Researchers at the Medical Research Council MRC Prion Unit and the Department of Neurodegenerative Disease at the Institute of Neurology, University College London - in collaboration with groups from Copenhagen, Aarhus, Lund and Cambridge - have identified a gene that, when mutated, causes an early onset dementia.
The discovery of the gene provides clues for the understanding of dementia and other forms of neurodegenerative disease.
The investigators studied a large family spanning 6 generations that is affected by an inherited form of early onset dementia, similar to Alzheimer's disease, called frontotemporal dementia (FTD). FTD is the second most common cause of presenile dementia. Typically the dementia strikes in the 50s and 60s and an affected parent has a 50% chance of passing on the mutated gene to their children.

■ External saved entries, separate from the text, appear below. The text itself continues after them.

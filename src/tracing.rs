use opentelemetry::KeyValue;
use opentelemetry_otlp::WithExportConfig;
use opentelemetry_sdk::{runtime, trace, Resource};
use serde::{Deserialize, Serialize};
use tracing::Span;
use tracing_subscriber::{filter::EnvFilter, fmt, layer::SubscriberExt, util::SubscriberInitExt};

#[derive(Debug, Clone, Serialize, Deserialize)]
pub struct TracingConfig {
    #[serde(default = "default_service_name")]
    pub service_name: String,
    #[serde(default)]
    pub otlp_endpoint: Option<String>,
}

impl Default for TracingConfig {
    fn default() -> Self {
        Self {
            service_name: default_service_name(),
            otlp_endpoint: None,
        }
    }
}

fn default_service_name() -> String {
    "utxo-ledger-dev".to_string()
}

/// Json logs go to stderr so that command output on stdout stays parseable.
pub fn init_tracer(config: TracingConfig) -> anyhow::Result<()> {
    let telemetry = match config.otlp_endpoint {
        Some(endpoint) => {
            let tracer = opentelemetry_otlp::new_pipeline()
                .tracing()
                .with_exporter(
                    opentelemetry_otlp::new_exporter()
                        .http()
                        .with_endpoint(endpoint),
                )
                .with_trace_config(trace::config().with_resource(Resource::new(vec![
                    KeyValue::new("service.name", config.service_name),
                ])))
                .install_batch(runtime::Tokio)?;
            Some(tracing_opentelemetry::layer().with_tracer(tracer))
        }
        None => None,
    };

    let fmt_layer = fmt::layer().json().with_writer(std::io::stderr);
    let filter_layer =
        EnvFilter::try_from_default_env().or_else(|_| EnvFilter::try_new("info"))?;
    tracing_subscriber::registry()
        .with(filter_layer)
        .with(fmt_layer)
        .with(telemetry)
        .try_init()?;

    Ok(())
}

pub fn insert_error_fields(level: tracing::Level, error: impl std::fmt::Display) {
    Span::current().record("error", &tracing::field::display("true"));
    Span::current().record("error.level", &tracing::field::display(level));
    Span::current().record("error.message", &tracing::field::display(error));
}
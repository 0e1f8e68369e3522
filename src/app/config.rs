use serde::{Deserialize, Serialize};

use crate::{event_log::EventLogConfig, fees::FeesConfig, ledger::LedgerConfig, node::BitcoindConfig};

#[derive(Debug, Clone, Default, Serialize, Deserialize)]
pub struct AppConfig {
    #[serde(default)]
    pub ledger: LedgerConfig,
    #[serde(default)]
    pub event_log: EventLogConfig,
    #[serde(default)]
    pub fees: FeesConfig,
    #[serde(default)]
    pub bitcoind: BitcoindConfig,
}
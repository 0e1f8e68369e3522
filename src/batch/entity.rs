use serde::{Deserialize, Serialize};

use super::error::BatchError;
use crate::primitives::{
    bitcoin::{FeeRate, OutPoint, Txid},
    *,
};

#[derive(Debug, Clone, Copy, PartialEq, Eq, Serialize, Deserialize)]
#[serde(rename_all = "snake_case")]
pub enum BatchStatus {
    Open,
    Broadcast,
    Confirmed,
    Cancelled,
}

impl std::fmt::Display for BatchStatus {
    fn fmt(&self, f: &mut std::fmt::Formatter<'_>) -> std::fmt::Result {
        let name = match self {
            Self::Open => "open",
            Self::Broadcast => "broadcast",
            Self::Confirmed => "confirmed",
            Self::Cancelled => "cancelled",
        };
        write!(f, "{name}")
    }
}

#[derive(Debug, Clone, PartialEq, Eq, Serialize, Deserialize)]
pub struct BatchPayout {
    pub payout_id: PayoutRequestId,
    pub destination: PayoutDestination,
    pub value: Satoshis,
}

#[derive(Debug, Clone, PartialEq, Serialize)]
pub struct PayoutBatch {
    pub id: BatchId,
    pub wallet_id: WalletId,
    pub payouts: Vec<BatchPayout>,
    pub inputs: Vec<OutPoint>,
    pub estimated_fee: Satoshis,
    pub change: Satoshis,
    pub sats_per_vbyte: f32,
    pub txid: Option<Txid>,
    pub status: BatchStatus,
    pub confirmed_height: Option<u32>,
    pub cancel_reason: Option<String>,
}

impl PayoutBatch {
    pub fn total_payouts(&self) -> Satoshis {
        self.payouts.iter().map(|p| p.value).sum()
    }

    pub fn fee_rate(&self) -> FeeRate {
        FeeRate::from_sat_per_vb(self.sats_per_vbyte)
    }

    /// Open and Broadcast batches hold their inputs and count as outgoing.
    pub fn is_active(&self) -> bool {
        matches!(self.status, BatchStatus::Open | BatchStatus::Broadcast)
    }

    pub(crate) fn check_balanced(&self, input_total: Satoshis) -> Result<(), BatchError> {
        let allocated = self.total_payouts() + self.estimated_fee + self.change;
        if allocated != input_total {
            return Err(BatchError::Unbalanced {
                batch_id: self.id,
                inputs: input_total,
                allocated,
            });
        }
        Ok(())
    }

    fn invalid_state(&self) -> BatchError {
        BatchError::InvalidState {
            batch_id: self.id,
            status: self.status,
        }
    }

    /// Returns false when the batch already carries this txid.
    pub(crate) fn broadcast(&mut self, txid: Txid) -> Result<bool, BatchError> {
        match self.status {
            BatchStatus::Open => {
                self.status = BatchStatus::Broadcast;
                self.txid = Some(txid);
                Ok(true)
            }
            BatchStatus::Broadcast if self.txid == Some(txid) => Ok(false),
            _ => Err(self.invalid_state()),
        }
    }

    pub(crate) fn confirm(&mut self, block_height: u32) -> Result<bool, BatchError> {
        match self.status {
            BatchStatus::Broadcast => {
                self.status = BatchStatus::Confirmed;
                self.confirmed_height = Some(block_height);
                Ok(true)
            }
            BatchStatus::Confirmed => Ok(false),
            _ => Err(self.invalid_state()),
        }
    }

    pub(crate) fn cancel(&mut self, reason: String) -> Result<bool, BatchError> {
        match self.status {
            BatchStatus::Open => {
                self.status = BatchStatus::Cancelled;
                self.cancel_reason = Some(reason);
                Ok(true)
            }
            BatchStatus::Cancelled => Ok(false),
            _ => Err(self.invalid_state()),
        }
    }

    /// Puts a batch that lost inputs to a reorg back into the Open state.
    pub(crate) fn reopen(
        &mut self,
        remaining_inputs: Vec<OutPoint>,
        estimated_fee: Satoshis,
        change: Satoshis,
    ) -> Result<(), BatchError> {
        if self.status == BatchStatus::Cancelled {
            return Err(self.invalid_state());
        }
        self.inputs = remaining_inputs;
        self.estimated_fee = estimated_fee;
        self.change = change;
        self.txid = None;
        self.confirmed_height = None;
        self.status = BatchStatus::Open;
        Ok(())
    }

    pub(crate) fn dissolve(&mut self, reason: String) -> Result<(), BatchError> {
        if self.status == BatchStatus::Cancelled {
            return Err(self.invalid_state());
        }
        self.status = BatchStatus::Cancelled;
        self.cancel_reason = Some(reason);
        Ok(())
    }
}
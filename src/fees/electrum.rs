use async_trait::async_trait;
use bdk::FeeRate;
use electrum_client::{Client, ConfigBuilder, ElectrumApi};
use serde::{Deserialize, Serialize};
use tracing::instrument;

use super::{error::FeeEstimationError, FeeRateEstimator};
use crate::primitives::TxPriority;

#[derive(Debug, Clone)]
pub struct ElectrumFeeEstimator {
    config: ElectrumConfig,
}

impl ElectrumFeeEstimator {
    pub fn new(config: ElectrumConfig) -> Self {
        Self { config }
    }
}

#[async_trait]
impl FeeRateEstimator for ElectrumFeeEstimator {
    #[instrument(name = "electrum.fee_rate", skip(self), err)]
    async fn fee_rate(&self, priority: TxPriority) -> Result<FeeRate, FeeEstimationError> {
        let n_blocks = priority.n_blocks();
        let url = self.config.url.clone();
        let retries = self.config.number_of_retries;
        let btc_per_kvb = tokio::task::spawn_blocking(move || {
            let client = Client::from_config(&url, ConfigBuilder::new().retry(retries).build())?;
            client.estimate_fee(n_blocks)
        })
        .await??;
        // electrum servers answer -1 when the node cannot estimate
        if btc_per_kvb <= 0.0 {
            return Err(FeeEstimationError::NoEstimate(n_blocks));
        }
        Ok(FeeRate::from_btc_per_kvb(btc_per_kvb as f32))
    }
}

#[derive(Debug, Clone, Serialize, Deserialize)]
pub struct ElectrumConfig {
    #[serde(default = "default_url")]
    pub url: String,
    #[serde(default = "default_number_of_retries")]
    pub number_of_retries: u8,
}

impl Default for ElectrumConfig {
    fn default() -> Self {
        Self {
            url: default_url(),
            number_of_retries: default_number_of_retries(),
        }
    }
}

fn default_url() -> String {
    "127.0.0.1:50001".to_string()
}

fn default_number_of_retries() -> u8 {
    10
}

FTD results in changes to behaviour and personality and causes difficulties with speech and comprehension. This genetic study of the family led to the identification of an alteration in a gene, called CHMP2b. The same gene was also found to be mutated in another FTD patient entirely unrelated to this family.
Professor John Collinge, Director of the MRC Prion Unit and Professor Elizabeth Fisher (UCL) the joint leaders of the project said: "The identification of the gene throws light on a new possible mechanism of neurodegeneration, and brings us closer to new therapies and new ways in which we can prevent the onset and progression of dementia".